*Your task*
While reading through the material below, copy each line that holds the word "PathBuf".

★ ★ ★ ★ ★

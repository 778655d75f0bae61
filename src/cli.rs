use std::path::PathBuf;

use clap::Parser;

#[derive(Parser, Debug)]
#[command(name = "applyform", version, about = "Application form in a modal dialog")]
pub struct Args {
    /// Read the config from this file instead of the default location
    #[arg(short, long, value_name = "PATH")]
    pub config: Option<PathBuf>,

    /// Theme name (e.g., "Catppuccin Latte")
    #[arg(short, long)]
    pub theme: Option<String>,

    /// Open the form right away
    #[arg(short, long)]
    pub open: bool,

    /// Print submitted records as JSON lines on exit
    #[arg(long)]
    pub json: bool,
}
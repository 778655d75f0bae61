use std::fs;
use std::path::{Path, PathBuf};

use color_eyre::eyre::WrapErr;

use crate::config::AppConfig;

const CONFIG_DIR: &str = "applyform";
const CONFIG_FILE: &str = "config.toml";

pub fn config_path() -> Option<PathBuf> {
    dirs::config_dir().map(|p| p.join(CONFIG_DIR).join(CONFIG_FILE))
}

/// Load the config file, falling back to defaults when there is none.
pub fn load() -> color_eyre::Result<AppConfig> {
    let Some(path) = config_path() else {
        tracing::debug!("No config directory found, using defaults");
        return Ok(AppConfig::default());
    };
    load_from(&path)
}

pub fn load_from(path: &Path) -> color_eyre::Result<AppConfig> {
    if !path.exists() {
        tracing::debug!("Config file not found at {:?}, using defaults", path);
        return Ok(AppConfig::default());
    }

    let content = fs::read_to_string(path)?;
    let config: AppConfig =
        toml::from_str(&content).wrap_err_with(|| format!("Invalid config file {}", path.display()))?;
    tracing::debug!("Loaded config from {:?}", path);
    Ok(config)
}

#[cfg(test)]
mod tests {
    use crossterm::event::{KeyCode, KeyEvent, KeyModifiers};

    use super::*;

    fn temp_path(name: &str) -> PathBuf {
        std::env::temp_dir().join(format!("applyform-{}-{name}", std::process::id()))
    }

    #[test]
    fn test_missing_file_uses_defaults() {
        let config = load_from(&temp_path("missing.toml")).unwrap();
        assert_eq!(config.theme.name, "Catppuccin Mocha");
    }

    #[test]
    fn test_partial_file_keeps_other_defaults() {
        let path = temp_path("partial.toml");
        fs::write(
            &path,
            "[theme]\nname = \"Catppuccin Latte\"\n\n[keybindings.form]\nsubmit = \"ctrl+s\"\n",
        )
        .unwrap();
        let config = load_from(&path).unwrap();
        fs::remove_file(&path).unwrap();

        assert_eq!(config.theme.name, "Catppuccin Latte");
        let ctrl_s = KeyEvent::new(KeyCode::Char('s'), KeyModifiers::CONTROL);
        assert!(config.keybindings.form.submit.matches(&ctrl_s));
        let esc = KeyEvent::new(KeyCode::Esc, KeyModifiers::NONE);
        assert!(config.keybindings.form.cancel.matches(&esc));
    }

    #[test]
    fn test_invalid_file_is_an_error() {
        let path = temp_path("invalid.toml");
        fs::write(&path, "[keybindings.global]\nquit = \"hyper+q\"\n").unwrap();
        let result = load_from(&path);
        fs::remove_file(&path).unwrap();
        assert!(result.is_err());
    }
}
//! Modal trait for ephemeral overlay dialogs.

use crossterm::event::{KeyEvent, MouseEvent};
use ratatui::Frame;
use ratatui::layout::Rect;

use crate::Theme;
use crate::ui::{Handled, Result};

/// Ephemeral overlay that blocks the screen below.
///
/// Modals are transient views for specific tasks like confirmations or
/// input forms. They capture all input until dismissed.
///
/// # Examples
///
/// - `FormDialog` - the application form
pub trait Modal {
    /// The message type this modal emits
    type Msg;

    /// Handle a key event.
    ///
    /// Returns `Ok(Handled::...)` where:
    /// - `Ignored` - key was not handled (unusual for modals)
    /// - `Consumed` - key was handled but produced no message
    /// - `Event(msg)` - key was handled and produced a message
    ///
    /// Returns `Err(...)` if an error occurred during handling.
    fn handle_key(&mut self, key: KeyEvent) -> Result<Handled<Self::Msg>>;

    /// Handle a mouse event. Clicks outside the modal belong to the modal too.
    fn handle_mouse(&mut self, mouse: MouseEvent) -> Result<Handled<Self::Msg>> {
        _ = mouse;
        Ok(Handled::Consumed)
    }

    /// Handle bracketed-paste text.
    fn handle_paste(&mut self, text: &str) -> Result<Handled<Self::Msg>> {
        _ = text;
        Ok(Handled::Consumed)
    }

    /// Render the modal (typically as a centered overlay).
    fn render(&mut self, frame: &mut Frame, area: Rect, theme: &Theme);

    /// Title shown in the modal header (optional).
    fn title(&self) -> Option<&str> {
        None
    }
}
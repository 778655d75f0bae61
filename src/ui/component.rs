//! Component trait for reusable UI building blocks.

use crossterm::event::{KeyEvent, MouseEvent};
use ratatui::Frame;
use ratatui::layout::Rect;

use crate::Theme;
use crate::ui::{Handled, Result};

/// Interactive UI building block.
///
/// Components are reusable widgets that handle input events and emit
/// generic outputs. They know nothing about the form they live in.
///
/// # Examples
///
/// - `TextInput` - Single-line text field
/// - `Select` - Cycles through a fixed set of options
pub trait Component {
    /// The output type this component produces (e.g., `TextInputEvent`)
    type Output;

    /// Handle a key event.
    ///
    /// Returns `Ok(Handled::...)` where:
    /// - `Ignored` - key was not handled, parent should process it
    /// - `Consumed` - key was handled but produced no output
    /// - `Event(output)` - key was handled and produced an output
    ///
    /// Returns `Err(...)` if an error occurred during handling.
    fn handle_key(&mut self, key: KeyEvent) -> Result<Handled<Self::Output>> {
        _ = key;
        Ok(Handled::Ignored)
    }

    /// Handle a mouse event. Coordinates are absolute terminal cells.
    fn handle_mouse(&mut self, mouse: MouseEvent) -> Result<Handled<Self::Output>> {
        _ = mouse;
        Ok(Handled::Ignored)
    }

    /// Called on each tick for animations and time-based updates.
    fn on_tick(&mut self) {}

    /// Render the component to the frame.
    fn render(&mut self, frame: &mut Frame, area: Rect, theme: &Theme);
}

★ ★ ★ ★ ★

*Reply*
use std::path::PathBuf;
    pub config: Option<PathBuf>,
use std::path::{Path, PathBuf};
pub fn config_path() -> Option<PathBuf> {
    fn temp_path(name: &str) -> PathBuf {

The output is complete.